Quantitative- involving the use of numbers to analyze human movement.

Axis of rotation- imaginary line perpendicular to the plane of rotation and passing through the center of rotation.

Linear- along a line that may be straight or curved with all parts of the body moving in the same direction at the same speed.

Curvilinear- along a curved line.

Sagittal Plane- plane in which forward and backward movements of the body and body segments occur. Sagittal plane movements include flexion, extension, hyperextension, dorsiflexion, and plantar flexion.

Frontal plane- plane in which lateral movements of the body and body segments occur. Frontal plane movements include abduction, adduction, later flexion, elevation, depression, inversion, eversion, and radial and ulnar deviation.

Joint flexibility- a term representing the relative ranges of motion allowed at a joint.

Range of motion- angle through which a joint moves from anatomical position to the extreme limit of segment motion in a particular direction.

Glenohumeral joint- ball and socket joint in which the head of the humerus articulates with the glenoid fossa of the scapula.

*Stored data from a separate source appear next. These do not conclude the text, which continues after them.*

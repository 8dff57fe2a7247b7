//! Simulated clock.
//!
//! The simulation never reads the wall clock. Hosts feed elapsed seconds
//! through `tick`, and every timestamp the core records is a `SimTime`.

use serde::{Deserialize, Serialize};

/// A point on the simulated timeline, in whole seconds since session start.
#[derive(
    Debug, Clone, Copy, Default, PartialEq, Eq, PartialOrd, Ord, Hash, Serialize, Deserialize,
)]
#[serde(transparent)]
pub struct SimTime(u64);

impl SimTime {
    /// Session start.
    pub const ZERO: Self = Self(0);

    /// Creates a time from raw seconds.
    #[must_use]
    pub const fn from_seconds(seconds: u64) -> Self {
        Self(seconds)
    }

    /// Returns the raw seconds.
    #[must_use]
    pub const fn seconds(self) -> u64 {
        self.0
    }

    /// Returns this time moved forward by `seconds`, saturating at the end of the timeline.
    #[must_use]
    pub const fn advanced_by(self, seconds: u64) -> Self {
        Self(self.0.saturating_add(seconds))
    }

    /// Seconds elapsed since `earlier` (zero if `earlier` is in the future).
    #[must_use]
    pub const fn since(self, earlier: Self) -> u64 {
        self.0.saturating_sub(earlier.0)
    }
}

impl std::fmt::Display for SimTime {
    fn fmt(&self, f: &mut std::fmt::Formatter<'_>) -> std::fmt::Result {
        let hours = self.0 / 3600;
        let mins = (self.0 % 3600) / 60;
        let secs = self.0 % 60;
        write!(f, "{hours}:{mins:02}:{secs:02}")
    }
}
//! Seed inventory.

use serde::{Deserialize, Serialize};
use std::collections::BTreeMap;
use thiserror::Error;

use crate::species::Species;

/// Seed inventory error types.
#[derive(Debug, Error)]
pub enum SeedError {
    /// No seeds of this species left
    #[error("Out of {species} seeds")]
    OutOfSeed {
        /// Species that ran out
        species: Species,
    },
}

/// Result type for seed inventory operations.
pub type SeedResult<T> = Result<T, SeedError>;

/// Seed counts per species.
///
/// Counts only change through [`SeedInventory::add`] and
/// [`SeedInventory::take`]; they never go below zero.
#[derive(Debug, Clone, Default, PartialEq, Eq, Serialize, Deserialize)]
#[serde(transparent)]
pub struct SeedInventory {
    seeds: BTreeMap<Species, u32>,
}

impl SeedInventory {
    /// Creates an empty seed inventory.
    #[must_use]
    pub fn new() -> Self {
        Self::default()
    }

    /// Creates an inventory from `(species, count)` pairs.
    #[must_use]
    pub fn with_counts(counts: impl IntoIterator<Item = (Species, u32)>) -> Self {
        let mut inventory = Self::new();
        for (species, count) in counts {
            inventory.add(species, count);
        }
        inventory
    }

    /// Returns the count of a species.
    #[must_use]
    pub fn count(&self, species: Species) -> u32 {
        self.seeds.get(&species).copied().unwrap_or(0)
    }

    /// Checks if at least one seed of the species is available.
    #[must_use]
    pub fn has(&self, species: Species) -> bool {
        self.count(species) > 0
    }

    /// Adds seeds (shop replenishment).
    pub fn add(&mut self, species: Species, amount: u32) {
        let current = self.count(species);
        self.seeds.insert(species, current.saturating_add(amount));
    }

    /// Removes one seed, failing if none are left.
    pub fn take(&mut self, species: Species) -> SeedResult<()> {
        let current = self.count(species);
        if current == 0 {
            return Err(SeedError::OutOfSeed { species });
        }
        self.seeds.insert(species, current - 1);
        Ok(())
    }

    /// Total number of seeds across species.
    #[must_use]
    pub fn total(&self) -> u64 {
        self.seeds.values().map(|&count| u64::from(count)).sum()
    }

    /// Returns an iterator over species and counts, in species order.
    pub fn iter(&self) -> impl Iterator<Item = (Species, u32)> + '_ {
        self.seeds.iter().map(|(&species, &count)| (species, count))
    }
}
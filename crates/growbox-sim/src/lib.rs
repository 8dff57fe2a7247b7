//! # Growbox Sim
//!
//! Deterministic simulation core of the Growbox farming game.
//!
//! This crate provides:
//! - Species catalog (grow times, values, seed prices)
//! - Plant lifecycle state machine (planted, growing, ready)
//! - Growbox inventory with fixed slot capacity
//! - Seed inventory
//! - Economy ledger (coins, tokens, audit trail)
//! - Equipment loadouts as growth-rate modifiers
//! - Shop, achievements and leaderboard
//! - Session aggregate with TOML configuration
//!
//! Time only moves when the host calls [`Session::tick`]; the core never
//! reads a wall clock.

#![warn(missing_docs)]
#![warn(clippy::all)]
#![deny(clippy::unwrap_used)]

pub mod achievements;
pub mod config;
pub mod economy;
pub mod equipment;
pub mod growbox;
pub mod leaderboard;
pub mod plants;
pub mod seeds;
pub mod session;
pub mod shop;
pub mod species;

/// Prelude for convenient imports
pub mod prelude {
    pub use crate::achievements::*;
    pub use crate::config::*;
    pub use crate::economy::*;
    pub use crate::equipment::*;
    pub use crate::growbox::*;
    pub use crate::leaderboard::*;
    pub use crate::plants::*;
    pub use crate::seeds::*;
    pub use crate::session::*;
    pub use crate::shop::*;
    pub use crate::species::*;
}

pub use prelude::*;

#[cfg(test)]
mod tests {
    use super::*;
    use growbox_common::{GrowboxId, SimTime};

    #[test]
    fn test_tomato_lifecycle() {
        let catalog = SpeciesCatalog::builtin();
        let mut growbox =
            GrowboxInventory::new(GrowboxId::STARTER, "Basic Growbox", 1).expect("growbox");
        let mut seeds = SeedInventory::with_counts([(Species::Tomato, 1)]);

        let id = growbox
            .plant_seed(0, Species::Tomato, &mut seeds, &catalog)
            .expect("planted");
        growbox.tick(1800);
        let plant = growbox.plant(&id).expect("plant");
        assert_eq!(plant.progress(), 50);
        assert_eq!(plant.stage(), GrowthStage::Growing);

        growbox.tick(1800);
        assert_eq!(growbox.clock(), SimTime::from_seconds(3600));
        let harvest = growbox.harvest(&id).expect("ready");
        assert_eq!(harvest.payout, 45);
        assert_eq!(growbox.occupied(), 0);
    }

    #[test]
    fn test_ledger_transactions() {
        let mut ledger = EconomyLedger::new(1000, 0);

        assert!(ledger.purchase(500).is_ok());
        assert_eq!(ledger.coins(), 500);

        ledger.apply_harvest_payout(200).expect("payout");
        assert_eq!(ledger.coins(), 700);
    }

    #[test]
    fn test_species_parse() {
        let species: Species = "Herb".parse().expect("herb");
        assert_eq!(species, Species::Herb);
        assert!("cactus".parse::<Species>().is_err());
    }
}
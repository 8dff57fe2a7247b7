//! Species catalog.
//!
//! Growth time, harvest value and seed price per species live in a static
//! table keyed by the closed [`Species`] enum. The table is validated when it
//! is built or deserialized, so lookups never fall back to defaults.

use std::collections::BTreeMap;
use std::str::FromStr;

use serde::{Deserialize, Serialize};

use crate::plants::{PlantError, PlantResult};

/// Plant species that can be grown in a growbox.
#[derive(
    Debug, Clone, Copy, PartialEq, Eq, PartialOrd, Ord, Hash, Serialize, Deserialize,
)]
#[serde(rename_all = "lowercase")]
pub enum Species {
    /// Tomato.
    Tomato,
    /// Basil.
    Basil,
    /// Lettuce.
    Lettuce,
    /// Pepper.
    Pepper,
    /// Mixed herbs.
    Herb,
}

impl Species {
    /// Every species, in catalog order.
    pub const ALL: [Self; 5] = [
        Self::Tomato,
        Self::Basil,
        Self::Lettuce,
        Self::Pepper,
        Self::Herb,
    ];

    /// Lowercase key used in configuration and shop item ids.
    #[must_use]
    pub fn key(self) -> &'static str {
        match self {
            Self::Tomato => "tomato",
            Self::Basil => "basil",
            Self::Lettuce => "lettuce",
            Self::Pepper => "pepper",
            Self::Herb => "herb",
        }
    }
}

impl std::fmt::Display for Species {
    fn fmt(&self, f: &mut std::fmt::Formatter<'_>) -> std::fmt::Result {
        f.write_str(self.key())
    }
}

impl FromStr for Species {
    type Err = PlantError;

    fn from_str(s: &str) -> Result<Self, Self::Err> {
        let wanted = s.trim();
        Self::ALL
            .into_iter()
            .find(|species| species.key().eq_ignore_ascii_case(wanted))
            .ok_or_else(|| PlantError::InvalidSpecies(s.to_string()))
    }
}

/// Growth and economy parameters of one species.
#[derive(Debug, Clone, PartialEq, Eq, Serialize, Deserialize)]
pub struct SpeciesProfile {
    /// Species this profile describes.
    pub species: Species,
    /// Display name.
    pub name: String,
    /// Seconds from planting to ready at a growth rate of 1.0.
    pub base_grow_time: u64,
    /// Coins paid out when a ready plant is harvested.
    pub base_value: u64,
    /// Shop price of one seed.
    pub seed_price: u64,
    /// Water percentage points lost per hour of growth (0 = no decay).
    #[serde(default)]
    pub water_use_per_hour: u32,
}

impl SpeciesProfile {
    /// Creates a profile that does not consume water.
    #[must_use]
    pub fn new(
        species: Species,
        name: &str,
        base_grow_time: u64,
        base_value: u64,
        seed_price: u64,
    ) -> Self {
        Self {
            species,
            name: name.to_string(),
            base_grow_time,
            base_value,
            seed_price,
            water_use_per_hour: 0,
        }
    }

    /// Sets the hourly water use.
    #[must_use]
    pub fn with_water_use(mut self, per_hour: u32) -> Self {
        self.water_use_per_hour = per_hour;
        self
    }

    fn validate(&self) -> PlantResult<()> {
        if self.base_grow_time == 0 {
            return Err(PlantError::InvalidGrowTime {
                species: self.species,
            });
        }
        if self.name.trim().is_empty() {
            return Err(PlantError::UnnamedSpecies(self.species));
        }
        Ok(())
    }
}

/// Validated lookup table of species profiles.
#[derive(Debug, Clone, PartialEq, Eq, Serialize, Deserialize)]
#[serde(try_from = "Vec<SpeciesProfile>", into = "Vec<SpeciesProfile>")]
pub struct SpeciesCatalog {
    profiles: BTreeMap<Species, SpeciesProfile>,
}

impl SpeciesCatalog {
    /// Builds a catalog, rejecting zero grow times, blank names and duplicates.
    pub fn from_profiles(profiles: Vec<SpeciesProfile>) -> PlantResult<Self> {
        let mut table = BTreeMap::new();
        for profile in profiles {
            profile.validate()?;
            let species = profile.species;
            if table.insert(species, profile).is_some() {
                return Err(PlantError::DuplicateSpecies(species));
            }
        }
        Ok(Self { profiles: table })
    }

    /// The stock species table.
    #[must_use]
    pub fn builtin() -> Self {
        let profiles = [
            SpeciesProfile::new(Species::Tomato, "Tomato", 3600, 45, 20),
            SpeciesProfile::new(Species::Basil, "Basil", 1800, 25, 15),
            SpeciesProfile::new(Species::Lettuce, "Lettuce", 2400, 30, 12),
            SpeciesProfile::new(Species::Pepper, "Pepper", 5400, 80, 35),
            SpeciesProfile::new(Species::Herb, "Herb Mix", 2700, 50, 25),
        ];
        Self {
            profiles: profiles.into_iter().map(|p| (p.species, p)).collect(),
        }
    }

    /// Looks up a species, failing if the catalog does not carry it.
    pub fn lookup(&self, species: Species) -> PlantResult<&SpeciesProfile> {
        self.profiles
            .get(&species)
            .ok_or_else(|| PlantError::InvalidSpecies(species.to_string()))
    }

    /// Parses a species name and looks it up.
    pub fn lookup_name(&self, name: &str) -> PlantResult<&SpeciesProfile> {
        self.lookup(name.parse()?)
    }

    /// Iterates profiles in species order.
    pub fn iter(&self) -> impl Iterator<Item = &SpeciesProfile> + '_ {
        self.profiles.values()
    }

    /// Number of species in the catalog.
    #[must_use]
    pub fn len(&self) -> usize {
        self.profiles.len()
    }

    /// Checks if the catalog is empty.
    #[must_use]
    pub fn is_empty(&self) -> bool {
        self.profiles.is_empty()
    }
}

impl Default for SpeciesCatalog {
    fn default() -> Self {
        Self::builtin()
    }
}

impl TryFrom<Vec<SpeciesProfile>> for SpeciesCatalog {
    type Error = PlantError;

    fn try_from(profiles: Vec<SpeciesProfile>) -> Result<Self, Self::Error> {
        Self::from_profiles(profiles)
    }
}

impl From<SpeciesCatalog> for Vec<SpeciesProfile> {
    fn from(catalog: SpeciesCatalog) -> Self {
        catalog.profiles.into_values().collect()
    }
}
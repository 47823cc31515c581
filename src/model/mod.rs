//! Core data types shared by the parser and the compiler.
//!
//! - [`quantity`] - the closed set of physical quantities and unit tables
//! - [`parsed`] - [`ParsedQuery`] and its parts

pub mod parsed;
pub mod quantity;

pub use parsed::{
    Intent, InvalidTemporalConstraint, ParsedQuery, QuantityRange, Strategy, TemporalConstraint,
};
pub use quantity::{QuantityType, UnitConversion};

Mediolateral axis- imaginary line around which sagittal planes rotations occurs. 

Anatomical reference position- erect standing position with all body parts, including the palms of the hands, facing forward; considered the starting position for body segment movements. 

Anteroposterior axis- imaginary line around which frontal plane rotations occur. 


Agonist- role played by a muscle acting to cause a movement.